▶ **AIM OF THE TASK**
Go through the records below and restate each one word for word.
---- DATASET RECORDS
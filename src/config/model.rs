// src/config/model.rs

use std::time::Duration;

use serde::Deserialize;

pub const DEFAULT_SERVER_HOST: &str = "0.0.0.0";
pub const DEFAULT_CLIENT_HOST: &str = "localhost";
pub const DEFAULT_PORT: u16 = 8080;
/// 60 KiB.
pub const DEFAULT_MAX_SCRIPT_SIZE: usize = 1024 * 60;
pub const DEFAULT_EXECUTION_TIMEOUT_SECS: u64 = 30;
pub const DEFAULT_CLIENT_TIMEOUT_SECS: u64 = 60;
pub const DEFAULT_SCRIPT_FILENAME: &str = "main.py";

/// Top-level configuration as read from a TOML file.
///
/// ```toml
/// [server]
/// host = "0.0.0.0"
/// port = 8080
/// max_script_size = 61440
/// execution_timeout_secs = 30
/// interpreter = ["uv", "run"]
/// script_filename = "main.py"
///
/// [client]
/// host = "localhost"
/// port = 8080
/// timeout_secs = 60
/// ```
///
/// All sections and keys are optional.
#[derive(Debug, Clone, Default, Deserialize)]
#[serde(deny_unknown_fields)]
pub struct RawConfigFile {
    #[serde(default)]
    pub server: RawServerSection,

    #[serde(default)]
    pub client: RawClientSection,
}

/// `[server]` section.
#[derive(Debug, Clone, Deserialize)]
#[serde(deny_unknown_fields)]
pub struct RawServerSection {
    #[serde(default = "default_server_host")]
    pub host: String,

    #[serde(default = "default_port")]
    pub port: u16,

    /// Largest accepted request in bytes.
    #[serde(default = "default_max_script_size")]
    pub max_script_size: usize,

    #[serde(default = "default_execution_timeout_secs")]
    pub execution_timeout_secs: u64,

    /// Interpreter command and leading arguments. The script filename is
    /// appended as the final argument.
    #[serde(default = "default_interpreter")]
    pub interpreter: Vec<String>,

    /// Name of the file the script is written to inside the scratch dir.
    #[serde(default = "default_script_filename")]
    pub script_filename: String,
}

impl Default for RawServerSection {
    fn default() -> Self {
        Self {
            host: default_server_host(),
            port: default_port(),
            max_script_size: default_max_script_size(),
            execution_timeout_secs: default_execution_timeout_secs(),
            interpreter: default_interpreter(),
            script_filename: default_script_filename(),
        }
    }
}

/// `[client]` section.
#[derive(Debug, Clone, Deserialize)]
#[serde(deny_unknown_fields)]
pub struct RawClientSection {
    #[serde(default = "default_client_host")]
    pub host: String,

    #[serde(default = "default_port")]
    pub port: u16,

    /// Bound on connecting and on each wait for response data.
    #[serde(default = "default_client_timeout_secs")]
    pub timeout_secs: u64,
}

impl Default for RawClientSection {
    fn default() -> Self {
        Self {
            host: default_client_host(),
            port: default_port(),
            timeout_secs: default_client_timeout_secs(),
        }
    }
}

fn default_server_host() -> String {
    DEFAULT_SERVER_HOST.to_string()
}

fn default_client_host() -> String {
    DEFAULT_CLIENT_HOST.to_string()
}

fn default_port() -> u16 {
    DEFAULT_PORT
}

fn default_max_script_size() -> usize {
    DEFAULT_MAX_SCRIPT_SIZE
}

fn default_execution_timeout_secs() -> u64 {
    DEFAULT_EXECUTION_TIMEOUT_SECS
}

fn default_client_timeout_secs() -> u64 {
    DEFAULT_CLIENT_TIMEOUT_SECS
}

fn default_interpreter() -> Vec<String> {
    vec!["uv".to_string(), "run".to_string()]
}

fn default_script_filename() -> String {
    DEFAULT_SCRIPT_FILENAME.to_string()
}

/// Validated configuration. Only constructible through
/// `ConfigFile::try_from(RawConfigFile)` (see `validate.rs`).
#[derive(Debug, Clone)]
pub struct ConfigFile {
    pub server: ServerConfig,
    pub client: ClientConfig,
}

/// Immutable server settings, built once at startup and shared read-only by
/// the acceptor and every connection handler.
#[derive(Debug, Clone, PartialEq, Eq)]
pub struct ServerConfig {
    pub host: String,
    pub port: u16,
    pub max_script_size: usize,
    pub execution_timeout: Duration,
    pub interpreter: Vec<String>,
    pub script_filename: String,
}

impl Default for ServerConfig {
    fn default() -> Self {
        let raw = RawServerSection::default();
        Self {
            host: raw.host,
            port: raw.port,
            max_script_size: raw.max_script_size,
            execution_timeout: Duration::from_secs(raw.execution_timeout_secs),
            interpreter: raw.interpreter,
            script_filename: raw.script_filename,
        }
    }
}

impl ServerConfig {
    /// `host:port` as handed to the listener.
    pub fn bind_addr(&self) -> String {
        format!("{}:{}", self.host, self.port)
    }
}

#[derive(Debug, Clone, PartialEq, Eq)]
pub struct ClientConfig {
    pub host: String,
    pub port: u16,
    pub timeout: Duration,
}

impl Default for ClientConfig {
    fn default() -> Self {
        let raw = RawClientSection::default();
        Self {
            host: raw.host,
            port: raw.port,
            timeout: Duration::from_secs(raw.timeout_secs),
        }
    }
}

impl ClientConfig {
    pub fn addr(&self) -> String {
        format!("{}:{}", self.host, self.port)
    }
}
--------
▶ **TASK OUTPUT**
filename src/config/model.rs
// src/config/model.rs

use std::time::Duration;

use serde::Deserialize;

pub const DEFAULT_SERVER_HOST: &str = "0.0.0.0";
pub const DEFAULT_CLIENT_HOST: &str = "localhost";
pub const DEFAULT_PORT: u16 = 8080;
/// 60 KiB.
pub const DEFAULT_MAX_SCRIPT_SIZE: usize = 1024 * 60;
pub const DEFAULT_EXECUTION_TIMEOUT_SECS: u64 = 30;
pub const DEFAULT_CLIENT_TIMEOUT_SECS: u64 = 60;
pub const DEFAULT_SCRIPT_FILENAME: &str = "main.py";

/// Top-level configuration as read from a TOML file.
///
/// ```toml
/// [server]
/// host = "0.0.0.0"
/// port = 8080
/// max_script_size = 61440
/// execution_timeout_secs = 30
/// interpreter = ["uv", "run"]
/// script_filename = "main.py"
///
/// [client]
/// host = "localhost"
/// port = 8080
/// timeout_secs = 60
/// ```
///
/// All sections and keys are optional.
#[derive(Debug, Clone, Default, Deserialize)]
#[serde(deny_unknown_fields)]
pub struct RawConfigFile {
    #[serde(default)]
    pub server: RawServerSection,

    #[serde(default)]
    pub client: RawClientSection,
}

/// `[server]` section.
#[derive(Debug, Clone, Deserialize)]
#[serde(deny_unknown_fields)]
pub struct RawServerSection {
    #[serde(default = "default_server_host")]
    pub host: String,

    #[serde(default = "default_port")]
    pub port: u16,

    /// Largest accepted request in bytes.
    #[serde(default = "default_max_script_size")]
    pub max_script_size: usize,

    #[serde(default = "default_execution_timeout_secs")]
    pub execution_timeout_secs: u64,

    /// Interpreter command and leading arguments. The script filename is
    /// appended as the final argument.
    #[serde(default = "default_interpreter")]
    pub interpreter: Vec<String>,

    /// Name of the file the script is written to inside the scratch dir.
    #[serde(default = "default_script_filename")]
    pub script_filename: String,
}

impl Default for RawServerSection {
    fn default() -> Self {
        Self {
            host: default_server_host(),
            port: default_port(),
            max_script_size: default_max_script_size(),
            execution_timeout_secs: default_execution_timeout_secs(),
            interpreter: default_interpreter(),
            script_filename: default_script_filename(),
        }
    }
}

/// `[client]` section.
#[derive(Debug, Clone, Deserialize)]
#[serde(deny_unknown_fields)]
pub struct RawClientSection {
    #[serde(default = "default_client_host")]
    pub host: String,

    #[serde(default = "default_port")]
    pub port: u16,

    /// Bound on connecting and on each wait for response data.
    #[serde(default = "default_client_timeout_secs")]
    pub timeout_secs: u64,
}

impl Default for RawClientSection {
    fn default() -> Self {
        Self {
            host: default_client_host(),
            port: default_port(),
            timeout_secs: default_client_timeout_secs(),
        }
    }
}

fn default_server_host() -> String {
    DEFAULT_SERVER_HOST.to_string()
}

fn default_client_host() -> String {
    DEFAULT_CLIENT_HOST.to_string()
}

fn default_port() -> u16 {
    DEFAULT_PORT
}

fn default_max_script_size() -> usize {
    DEFAULT_MAX_SCRIPT_SIZE
}

fn default_execution_timeout_secs() -> u64 {
    DEFAULT_EXECUTION_TIMEOUT_SECS
}

fn default_client_timeout_secs() -> u64 {
    DEFAULT_CLIENT_TIMEOUT_SECS
}

fn default_interpreter() -> Vec<String> {
    vec!["uv".to_string(), "run".to_string()]
}

fn default_script_filename() -> String {
    DEFAULT_SCRIPT_FILENAME.to_string()
}

/// Validated configuration. Only constructible through
/// `ConfigFile::try_from(RawConfigFile)` (see `validate.rs`).
#[derive(Debug, Clone)]
pub struct ConfigFile {
    pub server: ServerConfig,
    pub client: ClientConfig,
}

/// Immutable server settings, built once at startup and shared read-only by
/// the acceptor and every connection handler.
#[derive(Debug, Clone, PartialEq, Eq)]
pub struct ServerConfig {
    pub host: String,
    pub port: u16,
    pub max_script_size: usize,
    pub execution_timeout: Duration,
    pub interpreter: Vec<String>,
    pub script_filename: String,
}

impl Default for ServerConfig {
    fn default() -> Self {
        let raw = RawServerSection::default();
        Self {
            host: raw.host,
            port: raw.port,
            max_script_size: raw.max_script_size,
            execution_timeout: Duration::from_secs(raw.execution_timeout_secs),
            interpreter: raw.interpreter,
            script_filename: raw.script_filename,
        }
    }
}

impl ServerConfig {
    /// `host:port` as handed to the listener.
    pub fn bind_addr(&self) -> String {
        format!("{}:{}", self.host, self.port)
    }
}

#[derive(Debug, Clone, PartialEq, Eq)]
pub struct ClientConfig {
    pub host: String,
    pub port: u16,
    pub timeout: Duration,
}

impl Default for ClientConfig {
    fn default() -> Self {
        let raw = RawClientSection::default();
        Self {
            host: raw.host,
            port: raw.port,
            timeout: Duration::from_secs(raw.timeout_secs),
        }
    }
}

impl ClientConfig {
    pub fn addr(&self) -> String {
        format!("{}:{}", self.host, self.port)
    }
}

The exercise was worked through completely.